It was prior to the 2010 Open Championship at St Andrews that Seve Ballesteros did an interview with the BBC’s Peter Alliss, during the course of which he quoted his old friend, Roberto De Vicenzo, the great Argentinean player who won the Open Championship in 1967.
Ballesteros, whose own sentences had often been as original as his shot-making, had revelled in the way Vicenzo couched his advice. “You have good times and bad times” Vicenzo told him, “and when the bad times arrive, you put up your umbrella and wait for the rain to stop.”
For two and a half years following that fateful day when he collapsed at Madrid's Barajas airport and was diagnosed with a brain tumour until his death last month, Seve's umbrella was firmly up. He had been staying indoors at his home in the pretty northern Spanish village of Pedrena and had not ventured out other than for his latest chemotherapy treatments. In all, he had four operations, with the last of them involving a draining of fluid from the brain.

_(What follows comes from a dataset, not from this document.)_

pub mod error;

pub use error::{ConfigError, Result, ValidationError, ValidationErrorKind};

So many incursions took their toll but this great champion was better than most had anticipated when he gave his first public utterances at the beginning of May 2009 following initial surgery.
“I have had a lot of luck,” he said of his then state of health. “I’m alive, I can do things, I can speak, I can reason.”
Among the ‘things’ he undertook was to become the patron of the Spanish Ryder Cup bid for 2018, laying out his views on what a successful bid would mean to his country.
Yet the Spanish hierarchy did not push for anything in the way of a regular statement from their country’s golfing hero. As time wore on, the last thing they wanted was for people to accuse them of using Ballesteros’s illness as their trump card.